Nobody is asking why, for example, does it seem that under the mayor's new traffic safety plan known as Vision Zero, the mayor seems to want to achieve lower traffic accidents by trading up for more police brutality. The city agencies charged with overseeing investigations into possible wrong-doing by lobbyists, including the lobbying firm The Advance Group, answer in part to the mayor and to City Council Speaker Melissa Mark-Viverito -- two officials who have close political ties to The Advance Group. Because of this inherent conflicts of interest such as these, there's no way for the city to regulate lobbyists that do business with elected officials. City government must adopt realistic reforms to restore integrity to campaign finance and to elections. One way to do that, for example, would be for the city to legally challenge the application of Citizens United to local elections. On top of that, true separation of powers and checks-and-balances must exist in city government. Dissent, a form of political speech that is crucial to the full representation of all citizens, is discouraged by the de Blasio-Mark-Viverito administration. After Councilmember Rosie Mendez backed the wrong candidate in the Council speaker race, she was punished by a demotion that stripped her of a committee leadership post. Councilmember Mendez should not be penalized for speaking up for political convictions.

Just this week, the mayor announced that he will allow uniformed city employees to march in the discriminatory St. Patrick's Day parade, even though the parade organizers discriminate against LGBT participants. Allowing city employees to mark in their uniforms lends the city's approval to the anti-LGBT discrimination by the parade, and it allows city employees, notably firefighters and police offices, to propagandize the parade with official presence. Separately, LGBT groups have begun protesting against the controversial new police commissioner -- even though he serves a "progressive" mayor ! To LGBT New Yorkers, their experience of police attitudes remains today eerily similar to the harsh attitudes of the last police commissioner.
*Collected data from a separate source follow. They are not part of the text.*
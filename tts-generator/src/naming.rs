//! File names for synthesized chunks.

use std::path::Path;

/// Synthesized audio is always LINEAR16 in a WAV container.
pub const AUDIO_EXTENSION: &str = ".wav";

const DEFAULT_BASE_NAME: &str = "output";

/// Base name and extension used to derive per-chunk file names.
#[derive(Debug, Clone, PartialEq, Eq)]
pub struct NamingParams {
    pub base_name: String,
    pub extension: String,
}

impl Default for NamingParams {
    fn default() -> Self {
        Self {
            base_name: DEFAULT_BASE_NAME.to_string(),
            extension: AUDIO_EXTENSION.to_string(),
        }
    }
}

impl NamingParams {
    /// Derive naming from the source file name: "book.txt" -> base "book", ".wav".
    pub fn from_file_name(name: &str) -> Self {
        // Browsers on Windows may send a full client-side path
        let name = name.rsplit(['/', '\\']).next().unwrap_or(name);
        let base_name = Path::new(name)
            .file_stem()
            .map(|s| s.to_string_lossy().trim().to_string())
            .filter(|s| !s.is_empty())
            .unwrap_or_else(|| DEFAULT_BASE_NAME.to_string());

        Self {
            base_name,
            ..Self::default()
        }
    }

    /// File name for the 1-based chunk `index`: "{base}_Part{index:03}{ext}".
    pub fn file_name(&self, index: usize) -> String {
        format!("{}_Part{:03}{}", self.base_name, index, self.extension)
    }
}

#[cfg(test)]
mod tests {
    use super::*;

    #[test]
    fn test_from_file_name() {
        let naming = NamingParams::from_file_name("chapter one.txt");
        assert_eq!(naming.base_name, "chapter one");
        assert_eq!(naming.extension, ".wav");
    }

    #[test]
    fn test_from_file_name_without_extension() {
        assert_eq!(NamingParams::from_file_name("notes").base_name, "notes");
    }

    #[test]
    fn test_from_file_name_with_client_path() {
        assert_eq!(
            NamingParams::from_file_name("C:\\Users\\me\\story.txt").base_name,
            "story"
        );
        assert_eq!(NamingParams::from_file_name("/tmp/a/b.txt").base_name, "b");
    }

    #[test]
    fn test_from_empty_file_name() {
        assert_eq!(NamingParams::from_file_name("").base_name, "output");
    }

    #[test]
    fn test_sequential_file_names() {
        let naming = NamingParams::from_file_name("book.txt");
        let names: Vec<String> = (1..=3).map(|i| naming.file_name(i)).collect();
        assert_eq!(
            names,
            vec!["book_Part001.wav", "book_Part002.wav", "book_Part003.wav"]
        );
    }

    #[test]
    fn test_file_name_past_three_digits() {
        let naming = NamingParams::default();
        assert_eq!(naming.file_name(1234), "output_Part1234.wav");
    }
}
Even on the day of his ceremonial inauguration, Mayor de Blasio was the subject of a protest by members of the AIDS advocacy group ACT UP over his refusal to meet with activists to create a city-wide AIDS agenda. And New York City community hospitals remain in dire straits, the same as they did under the previous mayor, conditions for which Mayor de Blasio previously faulted former Mayor Michael Bloomberg. There is no oversight or call for accountability for the new mayor to address the issues that he is neglecting.
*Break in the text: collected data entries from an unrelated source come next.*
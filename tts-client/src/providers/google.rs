//! Google Cloud Text-to-Speech provider
//!
//! Direct HTTP implementation of `POST /v1/text:synthesize`.

use async_trait::async_trait;
use base64::{Engine as _, engine::general_purpose::STANDARD as BASE64};
use reqwest::Client;
use serde::{Deserialize, Serialize};

use crate::credentials::Credential;
use crate::error::{Result, TtsError};
use crate::provider::{SpeechSynthesizer, SynthesisRequest, SynthesisResponse};

/// Uncompressed 16-bit PCM, returned inside a WAV container
const AUDIO_ENCODING: &str = "LINEAR16";

/// Provider for the Google Cloud Text-to-Speech REST API
pub struct GoogleTtsProvider {
    base_url: String,
    credential: Credential,
    quota_project: Option<String>,
    client: Client,
}

impl GoogleTtsProvider {
    /// Create a new provider against `base_url`
    pub fn new(base_url: &str, credential: Credential, quota_project: Option<String>) -> Self {
        Self {
            base_url: base_url.trim_end_matches('/').to_string(),
            credential,
            quota_project,
            client: Client::new(),
        }
    }
}

// Google API request/response types

#[derive(Debug, Serialize)]
#[serde(rename_all = "camelCase")]
struct SynthesizeRequest<'a> {
    input: SynthesisInput<'a>,
    voice: VoiceSelectionParams<'a>,
    audio_config: AudioConfig,
}

#[derive(Debug, Serialize)]
struct SynthesisInput<'a> {
    text: &'a str,
}

#[derive(Debug, Serialize)]
#[serde(rename_all = "camelCase")]
struct VoiceSelectionParams<'a> {
    language_code: String,
    name: &'a str,
}

#[derive(Debug, Serialize)]
#[serde(rename_all = "camelCase")]
struct AudioConfig {
    audio_encoding: &'static str,
    speaking_rate: f32,
    pitch: f32,
}

#[derive(Debug, Deserialize)]
#[serde(rename_all = "camelCase")]
struct SynthesizeResponse {
    #[serde(default)]
    audio_content: Option<String>,
}

#[derive(Debug, Deserialize)]
struct ErrorResponse {
    error: ApiError,
}

#[derive(Debug, Deserialize)]
struct ApiError {
    message: String,
}

fn build_request(request: &SynthesisRequest) -> SynthesizeRequest<'_> {
    SynthesizeRequest {
        input: SynthesisInput {
            text: &request.text,
        },
        voice: VoiceSelectionParams {
            language_code: request.voice.language_code(),
            name: &request.voice.voice,
        },
        audio_config: AudioConfig {
            audio_encoding: AUDIO_ENCODING,
            speaking_rate: request.voice.speaking_rate,
            pitch: request.voice.pitch,
        },
    }
}

/// Map a non-success status and body to an error
fn error_from_status(status: u16, body: &str) -> TtsError {
    let message = match serde_json::from_str::<ErrorResponse>(body) {
        Ok(error_response) => error_response.error.message,
        Err(_) => body.to_string(),
    };

    match status {
        401 | 403 => TtsError::Unauthorized {
            message,
            status_code: status,
        },
        429 => TtsError::RateLimited { message },
        _ => TtsError::ApiError {
            message,
            status_code: Some(status),
        },
    }
}

fn decode_audio(response: SynthesizeResponse) -> Result<Vec<u8>> {
    let content = response
        .audio_content
        .filter(|c| !c.is_empty())
        .ok_or_else(|| TtsError::InvalidResponse("response has no audioContent".into()))?;

    BASE64
        .decode(content.as_bytes())
        .map_err(|e| TtsError::InvalidResponse(format!("audioContent is not base64: {}", e)))
}

#[async_trait]
impl SpeechSynthesizer for GoogleTtsProvider {
    async fn synthesize(&self, request: &SynthesisRequest) -> Result<SynthesisResponse> {
        let url = format!("{}/v1/text:synthesize", self.base_url);
        let body = build_request(request);

        let mut builder = self
            .client
            .post(&url)
            .header("Content-Type", "application/json");
        builder = self.credential.apply(builder);
        if let Some(project) = &self.quota_project {
            builder = builder.header("x-goog-user-project", project);
        }

        let response = builder
            .json(&body)
            .send()
            .await
            .map_err(|e| TtsError::ApiError {
                message: format!("Request failed: {}", e),
                status_code: None,
            })?;

        let status = response.status();
        if !status.is_success() {
            let error_text = response.text().await.unwrap_or_default();
            return Err(error_from_status(status.as_u16(), &error_text));
        }

        let api_response: SynthesizeResponse =
            response.json().await.map_err(|e| TtsError::InvalidResponse(format!(
                "Failed to parse response: {}",
                e
            )))?;

        let audio = decode_audio(api_response)?;
        log::debug!(
            "Synthesized {} bytes of text into {} bytes of audio",
            request.text.len(),
            audio.len()
        );

        Ok(SynthesisResponse { audio })
    }

    fn name(&self) -> &'static str {
        "Google Cloud Text-to-Speech"
    }

    fn is_available(&self) -> Result<()> {
        let url = reqwest::Url::parse(&self.base_url).map_err(|e| {
            TtsError::ConfigError(format!("Invalid base_url '{}': {}", self.base_url, e))
        })?;
        if !matches!(url.scheme(), "http" | "https") {
            return Err(TtsError::ConfigError(format!(
                "base_url must be http or https, got '{}'",
                self.base_url
            )));
        }

        if self.credential.is_blank() {
            return Err(TtsError::MissingCredentials);
        }

        Ok(())
    }
}

#[cfg(test)]
mod tests {
    use super::*;
    use crate::voice::VoiceConfig;

    #[test]
    fn test_request_body_shape() {
        let request = SynthesisRequest::new(
            "Bonjour.",
            VoiceConfig::new("fr-FR-Neural2-B")
                .with_speaking_rate(1.25)
                .with_pitch(-2.0),
        );
        let value = serde_json::to_value(build_request(&request)).unwrap();

        assert_eq!(value["input"]["text"], "Bonjour.");
        assert_eq!(value["voice"]["languageCode"], "fr-FR");
        assert_eq!(value["voice"]["name"], "fr-FR-Neural2-B");
        assert_eq!(value["audioConfig"]["audioEncoding"], "LINEAR16");
        assert_eq!(value["audioConfig"]["speakingRate"], 1.25);
        assert_eq!(value["audioConfig"]["pitch"], -2.0);
    }

    #[test]
    fn test_error_envelope_parsed() {
        let body = r#"{"error":{"code":400,"message":"Invalid voice name","status":"INVALID_ARGUMENT"}}"#;
        match error_from_status(400, body) {
            TtsError::ApiError {
                message,
                status_code,
            } => {
                assert_eq!(message, "Invalid voice name");
                assert_eq!(status_code, Some(400));
            }
            other => panic!("unexpected error: {:?}", other),
        }
    }

    #[test]
    fn test_auth_and_quota_statuses() {
        assert!(matches!(
            error_from_status(403, "forbidden"),
            TtsError::Unauthorized {
                status_code: 403,
                ..
            }
        ));
        assert!(matches!(
            error_from_status(401, "{}"),
            TtsError::Unauthorized {
                status_code: 401,
                ..
            }
        ));
        match error_from_status(429, "slow down") {
            TtsError::RateLimited { message } => assert_eq!(message, "slow down"),
            other => panic!("unexpected error: {:?}", other),
        }
    }

    #[test]
    fn test_decode_audio() {
        let response: SynthesizeResponse =
            serde_json::from_str(r#"{"audioContent":"UklGRg=="}"#).unwrap();
        assert_eq!(decode_audio(response).unwrap(), b"RIFF");
    }

    #[test]
    fn test_decode_audio_missing_content() {
        let response: SynthesizeResponse = serde_json::from_str("{}").unwrap();
        assert!(matches!(
            decode_audio(response),
            Err(TtsError::InvalidResponse(_))
        ));
    }

    #[test]
    fn test_decode_audio_bad_base64() {
        let response: SynthesizeResponse =
            serde_json::from_str(r#"{"audioContent":"not base64!"}"#).unwrap();
        assert!(matches!(
            decode_audio(response),
            Err(TtsError::InvalidResponse(_))
        ));
    }

    #[test]
    fn test_base_url_normalized() {
        let provider = GoogleTtsProvider::new(
            "http://localhost:8080/",
            Credential::ApiKey("k".into()),
            None,
        );
        assert_eq!(provider.base_url, "http://localhost:8080");
        assert_eq!(provider.name(), "Google Cloud Text-to-Speech");
        assert!(provider.is_available().is_ok());
    }

    #[test]
    fn test_unavailable_with_bad_base_url() {
        let provider = GoogleTtsProvider::new("not a url", Credential::ApiKey("k".into()), None);
        assert!(matches!(
            provider.is_available(),
            Err(TtsError::ConfigError(_))
        ));

        let provider = GoogleTtsProvider::new("ftp://example.com", Credential::ApiKey("k".into()), None);
        assert!(matches!(
            provider.is_available(),
            Err(TtsError::ConfigError(_))
        ));
    }

    #[test]
    fn test_unavailable_with_blank_credential() {
        let provider = GoogleTtsProvider::new(
            "https://texttospeech.googleapis.com",
            Credential::AccessToken("  ".into()),
            None,
        );
        assert!(matches!(
            provider.is_available(),
            Err(TtsError::MissingCredentials)
        ));
    }
}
Everybody, including the federal prosecutor, is looking to the media for help to keep elected officials accountable. But one major reporter admitted that the media did not fully scrutinize the mayor during last year's campaign. Who can keep the mayor accountable ? Voters can.

Already, one group of activists have formed a protest group, New Yorkers Against Bratton. If you want to organize to increase political pressure on the mayor and the NYPD commissioner to adopt meaningful police reforms, this is a great group to join. Some police reforms that remain outstanding include recommendations made by the NYCLU following the massive 2003 anti-war protest and the 2004 Republic National Convention.

Voters need to be proactive about getting informed on issues, staying involved with government, and demanding the reforms they thought that they were voting for in the last election. If no ranking city official will dissent from the mayor's blatant power grabs, then the voters must come forward and express their displeasure. Dissent is one way to keep a check on the new administration's power.